Comme le rappelle Nicolas Moinet, spécialiste du renseignement et professeur à l'Université de Poitiers, la France a longtemps souffert d'un retard culturel en la matière. Pendant des décennies, le mot même de « renseignement » traînait une réputation sulfureuse : celle des coups tordus, des officines obscures, des intrigues d'État.
 

Cette méfiance remonte loin : l'affaire Dreyfus, symbole du mensonge d'État ; l'affaire Ben Barka, révélant l'ombre des barbouzes ; l'affaire du Rainbow Warrior, où raison d'État et illégalité se sont mêlées ; ou encore l'affaire Markovic, qui éclaboussa Pompidou et nourrit la légende des polices parallèles. Dans l'imaginaire collectif, le renseignement relevait du monde interlope, des « services » et de leurs coups bas.
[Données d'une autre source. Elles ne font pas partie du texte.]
//! Pool handle shared by the sqlx-backed adapters.

use std::any::Any;
use std::time::Duration;

use async_trait::async_trait;
use sqlx::pool::PoolOptions;
use sqlx::{Connection, Pool};

use common::models::Database;
use common::OpContext;

use super::{DriverError, DriverResult, PoolHandle, PoolSettings};

/// A sqlx pool plus the schema its catalog queries read.
pub struct SqlxHandle<DB: sqlx::Database> {
    pool: Pool<DB>,
    catalog_schema: Option<String>,
}

impl<DB: sqlx::Database> SqlxHandle<DB> {
    pub fn new(pool: Pool<DB>, catalog_schema: Option<String>) -> Self {
        Self {
            pool,
            catalog_schema,
        }
    }

    pub fn pool(&self) -> &Pool<DB> {
        &self.pool
    }

    pub fn catalog_schema(&self) -> Option<&str> {
        self.catalog_schema.as_deref()
    }
}

/// Pool options carrying the registry's limits.
///
/// Connections open lazily; the first probe establishes one.
pub(crate) fn pool_options<DB: sqlx::Database>(settings: &PoolSettings) -> PoolOptions<DB> {
    PoolOptions::<DB>::new()
        .max_connections(settings.max_open)
        .min_connections(settings.min_idle)
        .max_lifetime(settings.max_lifetime)
        .idle_timeout(settings.idle_timeout)
        .acquire_timeout(settings.acquire_timeout)
}

/// TCP port of `db`, rejected as a configuration error when out of range.
pub(crate) fn port_of(db: &Database) -> DriverResult<u16> {
    u16::try_from(db.port)
        .ok()
        .filter(|port| *port > 0)
        .ok_or_else(|| {
            DriverError::Sqlx(sqlx::Error::Configuration(
                format!("port {} out of range", db.port).into(),
            ))
        })
}

/// Pings a freshly opened pool within `probe_timeout`, closing it on failure.
pub(crate) async fn probe_or_close<DB: sqlx::Database>(
    ctx: &OpContext,
    handle: &SqlxHandle<DB>,
    probe_timeout: Duration,
) -> DriverResult<()> {
    let probe = tokio::time::timeout(probe_timeout, handle.ping());
    let outcome = match ctx.guard(probe).await {
        Ok(Ok(result)) => result,
        Ok(Err(_)) => Err(DriverError::ProbeTimeout(probe_timeout)),
        Err(reason) => Err(reason.into()),
    };
    if outcome.is_err() {
        handle.pool.close().await;
    }
    outcome
}

#[async_trait]
impl<DB: sqlx::Database> PoolHandle for SqlxHandle<DB> {
    async fn ping(&self) -> DriverResult<()> {
        let mut conn = self.pool.acquire().await?;
        conn.ping().await?;
        Ok(())
    }

    async fn close(&self) -> DriverResult<()> {
        self.pool.close().await;
        Ok(())
    }

    fn is_closed(&self) -> bool {
        self.pool.is_closed()
    }

    fn as_any(&self) -> &dyn Any {
        self
    }
}
//! Driver-level errors raised by vendor adapters.

use std::time::Duration;

use common::Interrupted;

#[derive(Debug, thiserror::Error)]
pub enum DriverError {
    #[error(transparent)]
    Sqlx(#[from] sqlx::Error),

    #[error(transparent)]
    Oracle(#[from] oracle::Error),

    #[error("blocking driver call failed: {0}")]
    Blocking(#[from] tokio::task::JoinError),

    #[error("health probe did not answer within {0:?}")]
    ProbeTimeout(Duration),

    #[error(transparent)]
    Interrupted(#[from] Interrupted),

    #[error("pool handle does not belong to the {0} adapter")]
    HandleMismatch(&'static str),

    #[error("cannot decode column {column} of type {type_name}")]
    Decode { column: String, type_name: String },
}

impl DriverError {
    pub fn decode(column: impl Into<String>, type_name: impl Into<String>) -> Self {
        Self::Decode {
            column: column.into(),
            type_name: type_name.into(),
        }
    }

    /// The interruption behind this error, if the context stopped the call.
    pub fn interruption(&self) -> Option<Interrupted> {
        match self {
            DriverError::Interrupted(reason) => Some(*reason),
            _ => None,
        }
    }
}

pub type DriverResult<T> = Result<T, DriverError>;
Pourtant, comme le souligne Moinet, le renseignement n'est pas l'espionnage  : c'est d'abord la capacité à recueillir, traiter et analyser l'information, qu'elle soit ouverte (open source intelligence), confidentielle ou stratégique. C'est l'art de transformer la donnée en connaissance, et la connaissance en décision.
 

Un tournant majeur s'est opéré en 1994, avec le rapport Martre, rédigé sous la direction d'Henri Martre, auquel Christian Harbulot  contribua activement. Ce texte fondateur fit entrer la notion d'intelligence économique dans le vocabulaire des entreprises françaises. Pour la première fois, le renseignement sortait du champ strictement étatique : il devenait un outil de compétitivité, un instrument quotidien de veille, d'anticipation et de stratégie.
 

Dès lors, la frontière entre renseignement public et privé s'estompe. La connaissance devient une arme économique ; la maîtrise de l'information, un facteur de survie pour les nations comme pour les firmes.


 


Revue de recherche sur le renseignement N°3

III. La renaissance intellectuelle du renseignement
 

Ce réveil ne s'est pas limité à la sphère institutionnelle. Depuis vingt ans, la France connaît une renaissance intellectuelle du renseignement, portée par des chercheurs, des militaires, des enseignants et des praticiens décidés à sortir le sujet de la clandestinité.
 

Il y eut d'abord la revue Renseignement et opérations spéciales, publiée un temps chez L'Harmattan, puis la Revue internationale d'intelligence économique, qui permit de démocratiser l'analyse du renseignement dans le champ économique. Ces initiatives ont préparé le terrain à une approche plus structurée, scientifique et assumée.
 

C'est aujourd'hui la Revue de Recherche sur le Renseignement, rattachée au CNAM et publiée aux Éditions Mareuil, qui incarne ce renouveau. Sous la direction du professeur Philippe Baumard et de Michel Guérin, ancien directeur adjoint de la DCRI, elle s'impose comme une référence intellectuelle et académique.
 

Le numéro de septembre 2025, consacré aux légendes et au secret, prolonge deux volumes précédents : Les femmes dans le renseignement et Le renseignement en temps de guerre. On y retrouve des dossiers marquants – FarewellHaiducuLarry Jin Wudai – et une exploration des coulisses du secret, de la clandestinité à la désinformation.
 

La revue aborde aussi les enjeux contemporains : la manipulation psychologique, le renseignement à l'ère numérique, et même l'émergence d'agents IA infiltrés, symboles d'un monde où la frontière entre homme, machine et fiction s'efface. Ce sursaut français ne se résume donc pas à une réforme technique. Il traduit une prise de conscience profonde : dans un monde sans naïveté, comprendre avant d'agir est la première des souverainetés.